D’Ambra retired at the end of 2013 and turned the reins over to William S. Marth, a former Teva Pharmaceutical Industries executive. Marth picked up the pace of acquisitions, buying two European pharmaceutical chemical makers—Italy’s Euticals and Spain’s Gadea—for more than $500 million combined. It also bought several smaller firms.

Thanks to the acquisitions, AMRI’s sales have grown from about $225 million in 2012 to $570 million last year. Marth has said his goal is to create a $1 billion-per-year firm.

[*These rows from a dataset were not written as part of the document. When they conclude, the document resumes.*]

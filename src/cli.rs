//! Command-line interface components.

use crate::config::{CompressionAlgorithm, PipelineConfig};
use crate::error::Result;
use crate::models::TaskMode;
use chrono::NaiveDate;
use clap::Parser;
use std::path::PathBuf;

#[derive(Parser, Debug)]
#[command(name = "phyto")]
#[command(about = "Clean and merge water-quality and weather tables into a phytoplankton training set")]
#[command(version = env!("CARGO_PKG_VERSION"))]
pub struct Args {
    /// Water-quality CSV (one row per station sample)
    #[arg(value_name = "WATER_QUALITY_CSV")]
    pub water_quality: PathBuf,

    /// Weather CSV (one row per observation)
    #[arg(value_name = "WEATHER_CSV")]
    pub weather: PathBuf,

    /// TOML configuration file overriding column names and lookup tables
    #[arg(short, long, value_name = "FILE")]
    pub config: Option<PathBuf>,

    /// Task the training set is built for
    #[arg(long, value_enum)]
    pub mode: Option<TaskMode>,

    /// Phytoplankton density above which a sample counts as a bloom
    #[arg(long)]
    pub bloom_threshold: Option<f64>,

    /// Write the merged table here (.parquet or .csv)
    #[arg(short, long)]
    pub output_path: Option<PathBuf>,

    /// Persist the fitted reference model as JSON
    #[arg(long)]
    pub model_path: Option<PathBuf>,

    /// Predict with a persisted model JSON; predictions are printed and added to -o
    #[arg(long, value_name = "MODEL_JSON")]
    pub predict_with: Option<PathBuf>,

    /// Parquet compression algorithm (snappy, zstd, lz4, none)
    #[arg(long, default_value = "snappy")]
    pub compression: String,

    /// Stop after building the training set (no model evaluation)
    #[arg(long)]
    pub prepare_only: bool,

    /// Forecast station inputs for this date (YYYY-MM-DD)
    #[arg(long, value_name = "DATE")]
    pub forecast_date: Option<NaiveDate>,

    /// Station to forecast (repeatable; defaults to the configured list)
    #[arg(long = "station", value_name = "NAME")]
    pub stations: Vec<String>,

    /// Enable verbose logging (-v info, -vv debug, -vvv trace)
    #[arg(short, long, action = clap::ArgAction::Count)]
    pub verbose: u8,

    /// Only log errors
    #[arg(short, long, conflicts_with = "verbose")]
    pub quiet: bool,
}

impl Args {
    pub fn log_level(&self) -> &'static str {
        if self.quiet {
            "error"
        } else {
            match self.verbose {
                0 => "warn",
                1 => "info",
                2 => "debug",
                _ => "trace",
            }
        }
    }

    pub fn compression(&self) -> Result<CompressionAlgorithm> {
        self.compression.parse()
    }

    /// Defaults, then the config file, then command-line overrides
    pub fn pipeline_config(&self) -> Result<PipelineConfig> {
        let mut config = match &self.config {
            Some(path) => PipelineConfig::from_file(path)?,
            None => PipelineConfig::default(),
        };
        if let Some(mode) = self.mode {
            config = config.with_mode(mode);
        }
        if let Some(threshold) = self.bloom_threshold {
            config = config.with_bloom_threshold(threshold);
        }
        config.validate()?;
        Ok(config)
    }

    /// Stations to forecast: explicit flags win over configuration
    pub fn forecast_stations(&self, config: &PipelineConfig) -> Vec<String> {
        if self.stations.is_empty() {
            config.forecast.stations.clone()
        } else {
            self.stations.clone()
        }
    }
}

#[cfg(test)]
mod tests {
    use super::*;

    fn parse(extra: &[&str]) -> Args {
        let mut argv = vec!["phyto", "water.csv", "weather.csv"];
        argv.extend_from_slice(extra);
        Args::try_parse_from(argv).unwrap()
    }

    #[test]
    fn test_defaults() {
        let args = parse(&[]);
        assert_eq!(args.log_level(), "warn");
        assert_eq!(args.compression().unwrap(), CompressionAlgorithm::Snappy);
        assert!(!args.prepare_only);
        assert!(args.predict_with.is_none());

        let config = args.pipeline_config().unwrap();
        assert_eq!(config.mode, TaskMode::Classification);
        assert_eq!(args.forecast_stations(&config).len(), 6);
    }

    #[test]
    fn test_overrides() {
        let args = parse(&[
            "--mode",
            "regression",
            "--bloom-threshold",
            "500",
            "-vv",
            "--compression",
            "zstd",
            "--forecast-date",
            "2024-06-01",
            "--station",
            "Station A",
            "--predict-with",
            "bloom_model.json",
        ]);
        assert_eq!(args.log_level(), "debug");
        assert_eq!(args.compression().unwrap(), CompressionAlgorithm::Zstd);
        assert_eq!(args.forecast_date, NaiveDate::from_ymd_opt(2024, 6, 1));
        assert_eq!(args.predict_with, Some(PathBuf::from("bloom_model.json")));

        let config = args.pipeline_config().unwrap();
        assert_eq!(config.mode, TaskMode::Regression);
        assert_eq!(config.bloom_threshold, 500.0);
        assert_eq!(args.forecast_stations(&config), vec!["Station A"]);
    }

    #[test]
    fn test_bad_compression() {
        assert!(parse(&["--compression", "gzip"]).compression().is_err());
    }

    #[test]
    fn test_quiet_conflicts_with_verbose() {
        assert!(Args::try_parse_from(["phyto", "a.csv", "b.csv", "-q", "-v"]).is_err());
        assert_eq!(parse(&["-q"]).log_level(), "error");
    }
}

But Marth wasn’t able to solve the lack of profitability that has long plagued AMRI. In its early years, the company enjoyed royalties gained from its discovery of a new route to fexofenadine, the active ingredient in the allergy medicine Allegra. But the royalty stream ended in 2015.

AMRI lost a few million dollars each year from 2012–15 and then more than $70 million last year. It is also weighed down by some $600 million in debt stemming from largely from its acquisition spree. The firm’s stock price has been sluggish since the beginning of 2015.

Carlyle and GTCR say they have been impressed by AMRI’s direction. “We believe AMRI is uniquely positioned to capitalize on an increased trend for outsourcing of pharmaceutical products and services and look forward to partnering with the AMRI team to achieve its strategic objectives and drive value for all of AMRI’s stakeholders,” says Dean Mihas, head of GTCR’s health care group.